Essai Lotus Elise Club Racer: l’école des fans


La Lotus Elise Club Racer, des cols alpins à nos corner scales. 

Depuis 1996, la Lotus Elise incarne presque sans partage l’esprit du roadster anglais : performant, rustique, parfois caractériel. Plus qu’un produit, une vocation. L’Elise a séduit des afficionados pour qui trois mots définissent et résument l’automobile plaisir : « Light is right »,  une maxime héritée de l’aéronautique que Colin Chapman appliqua à l’automobile après son service militaire dans la Royal Air Force. La Lotus Elise série 1 (1996-2011) ne pesait ainsi que 725kg. La série 2 apparue en 2002 poursuit vaillamment sa longue carrière au fil de changements de motorisation et d’exécution.
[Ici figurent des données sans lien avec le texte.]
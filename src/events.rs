//! Messages pushed by the Helix WebSocket endpoint.
//!
//! Every frame is a JSON object of the shape
//! `{ "event": "...", "timestamp": "...", ...payload }`. [`InboundMessage`]
//! keeps the decoded value as-is; [`HelixEvent`] is a typed view over the
//! event kinds the service is known to emit.

use serde::{Deserialize, Serialize};
use serde_json::Value;

use crate::error::{HelixError, Result};

/// Event name used when a frame carries no `event` field.
pub const UNKNOWN_EVENT: &str = "unknown";

/// Harmony below this value is reported as critical.
pub const CRITICAL_HARMONY: f64 = 0.40;

/// A decoded inbound frame. Transient: handed to one handler, then dropped.
#[derive(Debug, Clone, PartialEq)]
pub struct InboundMessage {
    pub event: String,
    pub timestamp: Option<String>,
    /// The full decoded JSON value, including `event` and `timestamp`.
    pub payload: Value,
}

impl InboundMessage {
    /// Decode a raw text or binary frame.
    ///
    /// # Errors
    /// Returns [`HelixError::Decode`] when the bytes are not valid JSON.
    pub fn decode(raw: &[u8]) -> Result<Self> {
        let payload: Value = serde_json::from_slice(raw)?;
        Ok(Self::from_value(payload))
    }

    /// Wrap an already-decoded value. Non-object values get the `unknown` event.
    pub fn from_value(payload: Value) -> Self {
        let event = payload
            .get("event")
            .and_then(Value::as_str)
            .unwrap_or(UNKNOWN_EVENT)
            .to_string();
        let timestamp = payload
            .get("timestamp")
            .and_then(Value::as_str)
            .map(str::to_string);
        Self { event, timestamp, payload }
    }

    /// Typed view of the payload.
    ///
    /// # Errors
    /// Returns [`HelixError::Json`] when a recognised event is missing a
    /// required field.
    pub fn typed(&self) -> Result<HelixEvent> {
        HelixEvent::from_message(self)
    }
}

/// Universal Coherence Field metrics.
#[derive(Debug, Clone, Copy, PartialEq, Serialize, Deserialize)]
pub struct UcfMetrics {
    pub harmony: f64,
    pub resilience: f64,
    pub prana: f64,
    pub drishti: f64,
    pub klesha: f64,
    pub zoom: f64,
}

impl UcfMetrics {
    pub fn is_harmony_critical(&self) -> bool {
        self.harmony < CRITICAL_HARMONY
    }
}

/// Periodic `ucf_update` push.
#[derive(Debug, Clone, PartialEq, Serialize, Deserialize)]
pub struct UcfUpdate {
    pub ucf: UcfMetrics,
    #[serde(default = "unknown_phase")]
    pub phase: String,
}

fn unknown_phase() -> String {
    "UNKNOWN".to_string()
}

/// `agent_state_change` push.
#[derive(Debug, Clone, PartialEq, Serialize, Deserialize)]
pub struct AgentStateChange {
    #[serde(default = "unknown_agent")]
    pub agent: String,
    #[serde(default = "unknown_status")]
    pub old_status: String,
    #[serde(default = "unknown_status")]
    pub new_status: String,
}

fn unknown_agent() -> String {
    "Unknown".to_string()
}

fn unknown_status() -> String {
    "unknown".to_string()
}

/// Body of a `ritual_completion` push. Both fields may be absent.
#[derive(Debug, Clone, Default, PartialEq, Serialize, Deserialize)]
pub struct RitualInfo {
    #[serde(default)]
    pub steps: Option<u64>,
    #[serde(default)]
    pub duration_seconds: Option<f64>,
}

#[derive(Debug, Clone, Default, PartialEq, Serialize, Deserialize)]
pub struct RitualCompletion {
    #[serde(default)]
    pub ritual: RitualInfo,
}

/// Severity-tagged `alert` push.
#[derive(Debug, Clone, PartialEq, Serialize, Deserialize)]
pub struct Alert {
    #[serde(default = "default_severity")]
    pub severity: String,
    #[serde(default)]
    pub message: String,
    #[serde(default, skip_serializing_if = "Option::is_none")]
    pub recommended_action: Option<String>,
}

fn default_severity() -> String {
    "info".to_string()
}

/// Typed view of an [`InboundMessage`].
#[derive(Debug, Clone, PartialEq)]
pub enum HelixEvent {
    UcfUpdate(UcfUpdate),
    AgentStateChange(AgentStateChange),
    RitualCompletion(RitualCompletion),
    Alert(Alert),
    /// Any event name this crate does not model.
    Other(String),
}

impl HelixEvent {
    pub const UCF_UPDATE: &'static str = "ucf_update";
    pub const AGENT_STATE_CHANGE: &'static str = "agent_state_change";
    pub const RITUAL_COMPLETION: &'static str = "ritual_completion";
    pub const ALERT: &'static str = "alert";

    fn from_message(msg: &InboundMessage) -> Result<Self> {
        let event = match msg.event.as_str() {
            Self::UCF_UPDATE => HelixEvent::UcfUpdate(parse(msg)?),
            Self::AGENT_STATE_CHANGE => HelixEvent::AgentStateChange(parse(msg)?),
            Self::RITUAL_COMPLETION => HelixEvent::RitualCompletion(parse(msg)?),
            Self::ALERT => HelixEvent::Alert(parse(msg)?),
            other => HelixEvent::Other(other.to_string()),
        };
        Ok(event)
    }

    /// Wire name of the event.
    pub fn name(&self) -> &str {
        match self {
            HelixEvent::UcfUpdate(_) => Self::UCF_UPDATE,
            HelixEvent::AgentStateChange(_) => Self::AGENT_STATE_CHANGE,
            HelixEvent::RitualCompletion(_) => Self::RITUAL_COMPLETION,
            HelixEvent::Alert(_) => Self::ALERT,
            HelixEvent::Other(name) => name,
        }
    }
}

fn parse<T: for<'de> Deserialize<'de>>(msg: &InboundMessage) -> Result<T> {
    T::deserialize(&msg.payload).map_err(|e| HelixError::Json {
        field: msg.event.clone(),
        detail: e.to_string(),
    })
}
Si elle  affiche un solide quintal d’embonpoint par rapport à sa devancière, elle boxe toujours parmi les rares autos pesant moins d’une tonne.

 

Parlant de poids, autant régler la question d’emblée : nue de tout accessoire, climatisation ou auto-radio et avec des sièges d’une nudité presque totale, notre exemplaire pèse 878kg avec le plein d’essence, avec une répartition assez radicale (36.9% sur l’avant, 63.1% sur le train arrière) et un équilibrage latéral quasi parfait (seulement 2kg d’écart entre les roues arrières). 878kg, c’est peu dans l’absolu, mais significativement plus en comparaison des autres Elise mk2 pesées par nos soins par le passé. Les changements apportés par le facelift de 2011 ont dû avoir un effet pondéral adverse, ou alors le petit 1600 est plus lourd que le bloc Toyota 1798 cm3 qui équipait les versions antérieures.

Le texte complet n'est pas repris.